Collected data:
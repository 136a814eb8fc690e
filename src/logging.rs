// src/logging.rs
use tracing_subscriber::EnvFilter;

/// Install the global fmt subscriber. `RUST_LOG` wins over `log_level` when set.
pub fn init_logging(log_level: &str) {
    let filter = EnvFilter::try_from_default_env()
        .or_else(|_| EnvFilter::try_new(log_level))
        .unwrap_or_else(|_| EnvFilter::new("debug"));

    // A second call (tests, embedding) keeps the first subscriber.
    let _ = tracing_subscriber::fmt().with_env_filter(filter).try_init();
}

/// Resolves once SIGINT or SIGTERM arrives.
#[cfg(unix)]
pub async fn shutdown_signal() -> std::io::Result<()> {
    use tokio::signal::unix::{signal, SignalKind};

    let mut terminate = signal(SignalKind::terminate())?;
    tokio::select! {
        result = tokio::signal::ctrl_c() => result,
        _ = terminate.recv() => Ok(()),
    }
}

#[cfg(not(unix))]
pub async fn shutdown_signal() -> std::io::Result<()> {
    tokio::signal::ctrl_c().await
}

AIM OF THE EXERCISE: All of the entries must be given again, word for word.

SOLUTION TO THE EXERCISE:
repository 136a814eb8fc690e
filename src/logging.rs
// src/logging.rs
use tracing_subscriber::EnvFilter;

/// Install the global fmt subscriber. `RUST_LOG` wins over `log_level` when set.
pub fn init_logging(log_level: &str) {
    let filter = EnvFilter::try_from_default_env()
        .or_else(|_| EnvFilter::try_new(log_level))
        .unwrap_or_else(|_| EnvFilter::new("debug"));

    // A second call (tests, embedding) keeps the first subscriber.
    let _ = tracing_subscriber::fmt().with_env_filter(filter).try_init();
}

/// Resolves once SIGINT or SIGTERM arrives.
#[cfg(unix)]
pub async fn shutdown_signal() -> std::io::Result<()> {
    use tokio::signal::unix::{signal, SignalKind};

    let mut terminate = signal(SignalKind::terminate())?;
    tokio::select! {
        result = tokio::signal::ctrl_c() => result,
        _ = terminate.recv() => Ok(()),
    }
}

#[cfg(not(unix))]
pub async fn shutdown_signal() -> std::io::Result<()> {
    tokio::signal::ctrl_c().await
}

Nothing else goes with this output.